Material supplied section start

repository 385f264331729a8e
//! RateCache Store
//!
//! PostgreSQL persistence for exchange-rate snapshots and the access log,
//! with embedded schema migrations.

pub mod migrations;
pub mod postgres;

pub use migrations::{run_migrations, Migration};
pub use postgres::PgStore;
pub use ratecache_core::MemoryStore;
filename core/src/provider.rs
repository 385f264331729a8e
//! Upstream rate fetcher trait and implementations.

use std::time::Duration;

use async_trait::async_trait;
use serde::Deserialize;
use tracing::{debug, warn};

use ratecache_common::{from_unix_seconds, FetchError, LatestRates, RateTable};

/// Source of the latest upstream exchange rates.
///
/// Implementations own their retry policy. `Ok(None)` means the provider
/// answered but had no usable data.
#[async_trait]
pub trait RateFetcher: Send + Sync {
    /// Get the provider name.
    fn name(&self) -> &str;

    /// Fetch the latest rates.
    async fn fetch_latest(&self) -> Result<Option<LatestRates>, FetchError>;
}

/// Retry policy for upstream requests.
#[derive(Debug, Clone)]
pub struct RetryPolicy {
    /// Total attempts, including the first.
    pub max_attempts: u32,
    /// Delay before the second attempt; doubles after each failure.
    pub initial_backoff: Duration,
    /// Upper bound on a single delay.
    pub max_backoff: Duration,
}

impl Default for RetryPolicy {
    fn default() -> Self {
        Self {
            max_attempts: 3,
            initial_backoff: Duration::from_millis(200),
            max_backoff: Duration::from_secs(5),
        }
    }
}

impl RetryPolicy {
    /// Delay to wait after the given (1-based) failed attempt.
    pub fn backoff(&self, attempt: u32) -> Duration {
        let factor = 2u32.saturating_pow(attempt.saturating_sub(1));
        self.initial_backoff
            .saturating_mul(factor)
            .min(self.max_backoff)
    }
}

/// Configuration for the Open Exchange Rates client.
#[derive(Debug, Clone)]
pub struct OpenExchangeRatesConfig {
    /// Endpoint returning the latest rates, e.g.
    /// `https://openexchangerates.org/api/latest.json`.
    pub base_url: String,
    /// Application ID sent as `app_id`.
    pub api_key: String,
    /// Per-request timeout.
    pub timeout: Duration,
    /// Retry policy.
    pub retry: RetryPolicy,
}

impl Default for OpenExchangeRatesConfig {
    fn default() -> Self {
        Self {
            base_url: "https://openexchangerates.org/api/latest.json".to_string(),
            api_key: String::new(),
            timeout: Duration::from_secs(10),
            retry: RetryPolicy::default(),
        }
    }
}

/// `latest.json` response body.
#[derive(Debug, Deserialize)]
struct LatestResponse {
    timestamp: i64,
    base: String,
    #[serde(default)]
    rates: RateTable,
}

/// Fetches rates from the Open Exchange Rates HTTP API.
#[derive(Debug, Clone)]
pub struct OpenExchangeRatesFetcher {
    client: reqwest::Client,
    config: OpenExchangeRatesConfig,
}

impl OpenExchangeRatesFetcher {
    /// Create a new fetcher.
    pub fn new(config: OpenExchangeRatesConfig) -> Result<Self, FetchError> {
        let client = reqwest::Client::builder()
            .timeout(config.timeout)
            .build()
            .map_err(|e| FetchError::Network(format!("failed to build HTTP client: {e}")))?;

        Ok(Self { client, config })
    }

    async fn fetch_once(&self) -> Result<Option<LatestRates>, FetchError> {
        let response = self
            .client
            .get(&self.config.base_url)
            .query(&[("app_id", self.config.api_key.as_str())])
            .header(reqwest::header::ACCEPT, "application/json")
            .send()
            .await
            .map_err(|e| FetchError::Network(e.to_string()))?;

        let status = response.status();
        if !status.is_success() {
            let message = response.text().await.unwrap_or_default();
            return Err(FetchError::Upstream {
                status: status.as_u16(),
                message: truncate(&message, 256),
            });
        }

        let body = response
            .bytes()
            .await
            .map_err(|e| FetchError::Network(e.to_string()))?;

        let parsed: Option<LatestResponse> =
            serde_json::from_slice(&body).map_err(|e| FetchError::Decode(e.to_string()))?;

        let Some(parsed) = parsed else {
            return Ok(None);
        };
        if parsed.rates.is_empty() {
            return Ok(None);
        }

        let observed_at = from_unix_seconds(parsed.timestamp).ok_or_else(|| {
            FetchError::Decode(format!("timestamp out of range: {}", parsed.timestamp))
        })?;

        Ok(Some(LatestRates::new(parsed.base, parsed.rates, observed_at)))
    }
}

#[async_trait]
impl RateFetcher for OpenExchangeRatesFetcher {
    fn name(&self) -> &str {
        "openexchangerates"
    }

    async fn fetch_latest(&self) -> Result<Option<LatestRates>, FetchError> {
        let max_attempts = self.config.retry.max_attempts.max(1);
        let mut attempt = 1;

        loop {
            match self.fetch_once().await {
                Ok(rates) => {
                    debug!(provider = self.name(), attempt, "Fetched latest rates");
                    return Ok(rates);
                }
                Err(e) if e.is_retryable() && attempt < max_attempts => {
                    let delay = self.config.retry.backoff(attempt);
                    warn!(
                        provider = self.name(),
                        attempt,
                        error = %e,
                        retry_in_ms = delay.as_millis() as u64,
                        "Rate fetch failed, retrying"
                    );
                    tokio::time::sleep(delay).await;
                    attempt += 1;
                }
                Err(e) => return Err(e),
            }
        }
    }
}

fn truncate(message: &str, max: usize) -> String {
    match message.char_indices().nth(max) {
        Some((idx, _)) => format!("{}...", &message[..idx]),
        None => message.to_string(),
    }
}

/// Scripted fetcher for testing.
#[cfg(any(test, feature = "test-utils"))]
pub struct MockRateFetcher {
    name: String,
    response: parking_lot::Mutex<MockResponse>,
    delay: parking_lot::Mutex<Option<Duration>>,
    calls: std::sync::atomic::AtomicUsize,
}

#[cfg(any(test, feature = "test-utils"))]
#[derive(Debug, Clone)]
enum MockResponse {
    Rates(LatestRates),
    Empty,
    Failure(String),
}

#[cfg(any(test, feature = "test-utils"))]
impl MockRateFetcher {
    /// Create a fetcher that returns no data until told otherwise.
    pub fn new(name: impl Into<String>) -> Self {
        Self {
            name: name.into(),
            response: parking_lot::Mutex::new(MockResponse::Empty),
            delay: parking_lot::Mutex::new(None),
            calls: std::sync::atomic::AtomicUsize::new(0),
        }
    }

    /// Return these rates from now on.
    pub fn set_rates(&self, rates: LatestRates) {
        *self.response.lock() = MockResponse::Rates(rates);
    }

    /// Return `Ok(None)` from now on.
    pub fn set_empty(&self) {
        *self.response.lock() = MockResponse::Empty;
    }

    /// Fail with a network error from now on.
    pub fn set_failure(&self, message: impl Into<String>) {
        *self.response.lock() = MockResponse::Failure(message.into());
    }

    /// Sleep this long before answering.
    pub fn set_delay(&self, delay: Duration) {
        *self.delay.lock() = Some(delay);
    }

    /// Number of `fetch_latest` calls so far.
    pub fn calls(&self) -> usize {
        self.calls.load(std::sync::atomic::Ordering::SeqCst)
    }
}

#[cfg(any(test, feature = "test-utils"))]
#[async_trait]
impl RateFetcher for MockRateFetcher {
    fn name(&self) -> &str {
        &self.name
    }

    async fn fetch_latest(&self) -> Result<Option<LatestRates>, FetchError> {
        self.calls.fetch_add(1, std::sync::atomic::Ordering::SeqCst);

        let delay = *self.delay.lock();
        if let Some(delay) = delay {
            tokio::time::sleep(delay).await;
        }

        let response = self.response.lock().clone();
        match response {
            MockResponse::Rates(rates) => Ok(Some(rates)),
            MockResponse::Empty => Ok(None),
            MockResponse::Failure(message) => Err(FetchError::Network(message)),
        }
    }
}
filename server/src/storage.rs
//! Storage backend selection.

use std::sync::Arc;

use tracing::info;

use ratecache_common::StorageError;
use ratecache_core::{AccessLogReader, AccessLogWriter, MemoryStore, RateStore};
use ratecache_store::PgStore;

use crate::config::{StorageBackend, StorageConfig};

/// The store seen through each of its roles.
pub struct Storage {
    pub rates: Arc<dyn RateStore>,
    pub audit_writer: Arc<dyn AccessLogWriter>,
    pub audit_reader: Arc<dyn AccessLogReader>,
    postgres: Option<PgStore>,
}

impl Storage {
    /// Open the configured backend, running migrations for PostgreSQL.
    pub async fn open(config: &StorageConfig) -> Result<Self, StorageError> {
        match &config.backend {
            StorageBackend::Memory => {
                info!("Using in-memory storage");
                Ok(Self::memory(Arc::new(MemoryStore::new())))
            }
            StorageBackend::Postgres { url } => {
                let store = PgStore::connect(url, config.max_connections).await?;
                store.migrate().await?;
                info!("DB: connected");

                let shared = Arc::new(store.clone());
                Ok(Self {
                    rates: shared.clone(),
                    audit_writer: shared.clone(),
                    audit_reader: shared,
                    postgres: Some(store),
                })
            }
        }
    }

    /// Wrap an in-memory store.
    pub fn memory(store: Arc<MemoryStore>) -> Self {
        Self {
            rates: store.clone(),
            audit_writer: store.clone(),
            audit_reader: store,
            postgres: None,
        }
    }

    /// Release database connections, if any.
    pub async fn close(&self) {
        if let Some(store) = &self.postgres {
            store.close().await;
        }
    }
}
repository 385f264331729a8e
//! RateCache Server
//!
//! HTTP front end for the rate cache: current rates, the access audit
//! trail, health and metrics. The API contract is served under `/api-docs`.

pub mod config;
pub mod error;
pub mod openapi;
pub mod routes;
pub mod scheduler;
pub mod state;
pub mod storage;

pub use config::ServerConfig;
pub use routes::router;
pub use scheduler::SyncScheduler;
pub use state::AppState;
pub use storage::Storage;
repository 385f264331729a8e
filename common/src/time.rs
//! Time utilities for RateCache.

use chrono::{DateTime, TimeZone, Utc};

/// A timestamp with timezone (always UTC).
pub type Timestamp = DateTime<Utc>;

/// Get the current timestamp.
pub fn now() -> Timestamp {
    Utc::now()
}

/// Convert Unix seconds (as reported by upstream providers) to a timestamp.
pub fn from_unix_seconds(seconds: i64) -> Option<Timestamp> {
    Utc.timestamp_opt(seconds, 0).single()
}

/// The Unix epoch, used as the open lower bound of date ranges.
pub fn epoch() -> Timestamp {
    DateTime::<Utc>::default()
}

/// Parse an RFC 3339 timestamp that explicitly names UTC with a trailing `Z`.
pub fn parse_utc_rfc3339(value: &str) -> Option<Timestamp> {
    if !value.ends_with('Z') {
        return None;
    }
    DateTime::parse_from_rfc3339(value)
        .ok()
        .map(|dt| dt.with_timezone(&Utc))
}
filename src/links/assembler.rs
use super::types::Annotation;

/// Join per-URL annotations into the single outbound line.
///
/// `annotations[i]` belongs to the `i + 1`th URL of the message. Index
/// markers are added whenever the message held more than one URL, and keep
/// the URL's original position even when earlier URLs said nothing.
pub fn assemble(annotations: &[Annotation]) -> Option<String> {
    let indexed = annotations.len() > 1;
    let parts: Vec<String> = annotations
        .iter()
        .enumerate()
        .filter_map(|(i, annotation)| {
            let fragments: Vec<&str> = annotation
                .iter()
                .map(String::as_str)
                .filter(|fragment| !fragment.is_empty())
                .collect();
            if fragments.is_empty() {
                return None;
            }
            let text = fragments.join(" ");
            Some(if indexed {
                format!("({}) {text}", i + 1)
            } else {
                text
            })
        })
        .collect();

    if parts.is_empty() {
        None
    } else {
        Some(format!("{}.", parts.join(" ")))
    }
}
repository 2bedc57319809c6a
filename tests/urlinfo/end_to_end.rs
use onebot::InboundMessage;
use onebot::config::UrlInfoConfig;
use wiremock::matchers::{method, path};
use wiremock::{Mock, ResponseTemplate};

use super::web_harness::WebHarness;

#[tokio::test]
async fn single_page_title() {
    let web = WebHarness::start().await;
    web.page("/page", "Hello World").await;
    let pipeline = web.pipeline(&UrlInfoConfig::default(), &["example.com"]);

    let message = format!("check this out {}", web.url("example.com", "/page"));
    assert_eq!(
        pipeline.resolve(&message).await.as_deref(),
        Some("“Hello World”.")
    );
}

#[tokio::test]
async fn several_pages_are_numbered_in_order() {
    let web = WebHarness::start().await;
    web.page("/x", "X").await;
    web.page("/y", "Y").await;
    let pipeline = web.pipeline(&UrlInfoConfig::default(), &["a.test", "b.test"]);

    let message = format!("{} {}", web.url("a.test", "/x"), web.url("b.test", "/y"));
    assert_eq!(
        pipeline.resolve(&message).await.as_deref(),
        Some("(1) “X” (2) “Y”.")
    );
}

#[tokio::test]
async fn urls_inside_sentence_brackets() {
    let web = WebHarness::start().await;
    web.page("/a(b)", "Wiki").await;
    let pipeline = web.pipeline(&UrlInfoConfig::default(), &["wiki.test"]);

    let message = format!("(see {}).", web.url("wiki.test", "/a(b)"));
    assert_eq!(pipeline.resolve(&message).await.as_deref(), Some("“Wiki”."));
}

#[tokio::test]
async fn failing_url_does_not_silence_the_others() {
    let web = WebHarness::start().await;
    web.page("/ok", "Fine").await;
    let pipeline = web.pipeline(&UrlInfoConfig::default(), &["ok.test"]);

    // unknown.test is missing from the fake DNS, so the gate refuses it.
    let message = format!(
        "{} {}",
        web.url("unknown.test", "/"),
        web.url("ok.test", "/ok")
    );
    assert_eq!(
        pipeline.resolve(&message).await.as_deref(),
        Some("(2) “Fine”.")
    );
}

#[tokio::test]
async fn binary_downloads_report_type_and_size() {
    let web = WebHarness::start().await;
    Mock::given(method("GET"))
        .and(path("/file.tar.gz"))
        .respond_with(
            ResponseTemplate::new(200).set_body_raw(vec![0u8; 3 * 1024 * 1024], "application/gzip"),
        )
        .mount(&web.server)
        .await;
    let pipeline = web.pipeline(&UrlInfoConfig::default(), &["files.test"]);

    assert_eq!(
        pipeline
            .resolve(&web.url("files.test", "/file.tar.gz"))
            .await
            .as_deref(),
        Some("Content-Type: application/gzip Filesize: 3.0MiB.")
    );
}

#[tokio::test]
async fn http_errors_are_reported() {
    let web = WebHarness::start().await;
    Mock::given(method("GET"))
        .respond_with(ResponseTemplate::new(503))
        .mount(&web.server)
        .await;
    let pipeline = web.pipeline(&UrlInfoConfig::default(), &["down.test"]);

    assert_eq!(
        pipeline.resolve(&web.url("down.test", "/")).await.as_deref(),
        Some("error: HTTP 503 service unavailable.")
    );
}

#[tokio::test]
async fn dispatcher_filters_apply_before_fetching() {
    let web = WebHarness::start().await;
    Mock::given(method("GET"))
        .respond_with(ResponseTemplate::new(200))
        .expect(0)
        .mount(&web.server)
        .await;
    let config = UrlInfoConfig {
        ignored_channels: vec!["#offtopic".into()],
        ignored_nicks: vec!["linkbot".into()],
        ..UrlInfoConfig::default()
    };
    let pipeline = web
        .pipeline(&config, &["example.com"])
        .with_ignores(config.ignored_channels.clone(), config.ignored_nicks.clone());
    let text = web.url("example.com", "/");

    for message in [
        InboundMessage::new("alice", "#offtopic", text.as_str()),
        InboundMessage::new("LinkBot", "#rust", text.as_str()),
        InboundMessage::new("alice", "alice", text.as_str()),
    ] {
        assert_eq!(pipeline.on_message(&message).await, None, "{message:?}");
    }
    web.server.verify().await;
}
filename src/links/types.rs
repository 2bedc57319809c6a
use std::time::Duration;
use url::Url;

use crate::config::FetchLimits;

/// Ordered text fragments describing one URL; empty means nothing to say.
pub type Annotation = Vec<String>;

/// What a single resolver stage decided about a URL.
#[derive(Debug, Clone, PartialEq, Eq)]
pub enum ResolverOutcome {
    /// Final annotation for the URL.
    Answer(Annotation),
    /// Deliberately say nothing about the URL.
    Skip,
    /// Restart the whole chain on another URL.
    Redirect(Url),
    /// Not this stage's business; try the next one.
    NoMatch,
}

impl ResolverOutcome {
    pub fn answer<I, S>(fragments: I) -> Self
    where
        I: IntoIterator<Item = S>,
        S: Into<String>,
    {
        Self::Answer(fragments.into_iter().map(Into::into).collect())
    }

    pub fn text(fragment: impl Into<String>) -> Self {
        Self::Answer(vec![fragment.into()])
    }

    pub fn empty() -> Self {
        Self::Answer(Vec::new())
    }
}

/// Dual ceiling on a body whose length the server did not declare.
#[derive(Debug, Clone, Copy, PartialEq, Eq)]
pub struct FetchBudget {
    pub max_bytes: u64,
    pub max_duration: Duration,
    /// Leading bytes retained for parsing; counting continues past it.
    pub keep_bytes: usize,
}

impl From<&FetchLimits> for FetchBudget {
    fn from(limits: &FetchLimits) -> Self {
        Self {
            max_bytes: limits.stream_max_bytes,
            max_duration: limits.stream_timeout(),
            keep_bytes: limits.body_keep_bytes,
        }
    }
}

/// One chat line handed over by the dispatcher.
#[derive(Debug, Clone, PartialEq, Eq)]
pub struct InboundMessage {
    pub sender: String,
    pub target: String,
    pub text: String,
}

impl InboundMessage {
    pub fn new(
        sender: impl Into<String>,
        target: impl Into<String>,
        text: impl Into<String>,
    ) -> Self {
        Self {
            sender: sender.into(),
            target: target.into(),
            text: text.into(),
        }
    }

    pub fn is_channel(&self) -> bool {
        self.target.starts_with('#') || self.target.starts_with('&')
    }
}
use onebot::config::UrlInfoConfig;
use serde_json::json;
use wiremock::matchers::{method, path, query_param};
use wiremock::{Mock, ResponseTemplate};

use super::web_harness::WebHarness;

#[tokio::test]
async fn video_title_and_duration() {
    let web = WebHarness::start().await;
    Mock::given(method("GET"))
        .and(path("/youtube/v3/videos"))
        .and(query_param("id", "abc123"))
        .respond_with(ResponseTemplate::new(200).set_body_json(json!({
            "items": [{
                "snippet": {"title": "Demo"},
                "contentDetails": {"duration": "PT3M45S"}
            }]
        })))
        .mount(&web.server)
        .await;
    let mut config = UrlInfoConfig::default();
    config.youtube.api_key = Some("yt-key".into());
    config.youtube.api_base = web.server.uri();
    let pipeline = web.pipeline(&config, &["www.youtube.com"]);

    assert_eq!(
        pipeline
            .resolve("https://www.youtube.com/watch?v=abc123")
            .await
            .as_deref(),
        Some("“Demo” (3m45s).")
    );
}

#[tokio::test]
async fn aggregator_user_profile() {
    let web = WebHarness::start().await;
    Mock::given(method("GET"))
        .and(path("/user/alice/about.json"))
        .respond_with(
            ResponseTemplate::new(200).set_body_json(json!({"data": {"name": "alice"}})),
        )
        .mount(&web.server)
        .await;
    let mut config = UrlInfoConfig::default();
    config.reddit.api_base = web.server.uri();
    let pipeline = web.pipeline(&config, &["www.reddit.com"]);

    assert_eq!(
        pipeline
            .resolve("https://www.reddit.com/u/alice")
            .await
            .as_deref(),
        Some("/u/alice on Reddit.")
    );
}

#[tokio::test]
async fn social_posts_without_token_stay_silent() {
    let web = WebHarness::start().await;
    let pipeline = web.pipeline(&UrlInfoConfig::default(), &["x.com"]);
    assert_eq!(
        pipeline.resolve("https://x.com/jane/status/1234").await,
        None
    );
}

#[tokio::test]
async fn mixed_platforms_in_one_message() {
    let web = WebHarness::start().await;
    web.page("/blog", "Blog").await;
    Mock::given(method("GET"))
        .and(path("/2/users/by/username/jane"))
        .respond_with(ResponseTemplate::new(200).set_body_json(json!({
            "data": {"id": "1", "name": "Jane Doe", "username": "jane"}
        })))
        .mount(&web.server)
        .await;
    let mut config = UrlInfoConfig::default();
    config.twitter.bearer_token = Some("tw-token".into());
    config.twitter.api_base = web.server.uri();
    let pipeline = web.pipeline(&config, &["blog.test", "twitter.com"]);

    let message = format!("{} and https://twitter.com/jane", web.url("blog.test", "/blog"));
    assert_eq!(
        pipeline.resolve(&message).await.as_deref(),
        Some("(1) “Blog” (2) Jane Doe (@jane).")
    );
}
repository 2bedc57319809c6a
use anyhow::{Context, Result, bail};
use tracing::info;

use crate::cli::commands::{Cli, Commands, CookieCommands};
use onebot::config::cookies::{load_sites, login};
use onebot::{Config, InboundMessage, UrlInfo};

pub async fn dispatch(cli: Cli, config: Config) -> Result<()> {
    match cli.command {
        Commands::Resolve {
            message,
            target,
            sender,
        } => {
            let pipeline = UrlInfo::from_config(&config.urlinfo)?;
            let line = match target {
                Some(target) => {
                    pipeline
                        .on_message(&InboundMessage::new(sender, target, message))
                        .await
                }
                None => pipeline.resolve(&message).await,
            };
            if let Some(line) = line {
                println!("{line}");
            }
            Ok(())
        }

        Commands::Config => {
            let rendered = toml::to_string_pretty(&config.redacted())
                .context("Failed to serialize config")?;
            println!("# {}", config.config_path.display());
            print!("{rendered}");
            Ok(())
        }

        Commands::Cookies { cookie_command } => match cookie_command {
            CookieCommands::Login { sites, out } => {
                let Some(out) = out.or_else(|| config.urlinfo.cookie_file.clone()) else {
                    bail!("No cookie file: pass --out or set urlinfo.cookie_file");
                };
                let sites = load_sites(&sites)?;
                let store = login(
                    &sites,
                    &config.urlinfo.user_agent,
                    config.urlinfo.limits.api_timeout(),
                )
                .await?;
                store.save(&out)?;
                info!(path = %out.display(), cookies = store.cookies.len(), "cookie store written");
                Ok(())
            }
        },
    }
}
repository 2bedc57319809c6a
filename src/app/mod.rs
pub mod dispatch;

Material supplied section end

**Problem to solve:**
Repeat exactly the lines of the material above, taking the first line, the line with "for upstream requests.", and every line between them.

**Solution to this exercise:**
repository 385f264331729a8e
//! RateCache Store
//!
//! PostgreSQL persistence for exchange-rate snapshots and the access log,
//! with embedded schema migrations.

pub mod migrations;
pub mod postgres;

pub use migrations::{run_migrations, Migration};
pub use postgres::PgStore;
pub use ratecache_core::MemoryStore;
filename core/src/provider.rs
repository 385f264331729a8e
//! Upstream rate fetcher trait and implementations.

use std::time::Duration;

use async_trait::async_trait;
use serde::Deserialize;
use tracing::{debug, warn};

use ratecache_common::{from_unix_seconds, FetchError, LatestRates, RateTable};

/// Source of the latest upstream exchange rates.
///
/// Implementations own their retry policy. `Ok(None)` means the provider
/// answered but had no usable data.
#[async_trait]
pub trait RateFetcher: Send + Sync {
    /// Get the provider name.
    fn name(&self) -> &str;

    /// Fetch the latest rates.
    async fn fetch_latest(&self) -> Result<Option<LatestRates>, FetchError>;
}

/// Retry policy for upstream requests.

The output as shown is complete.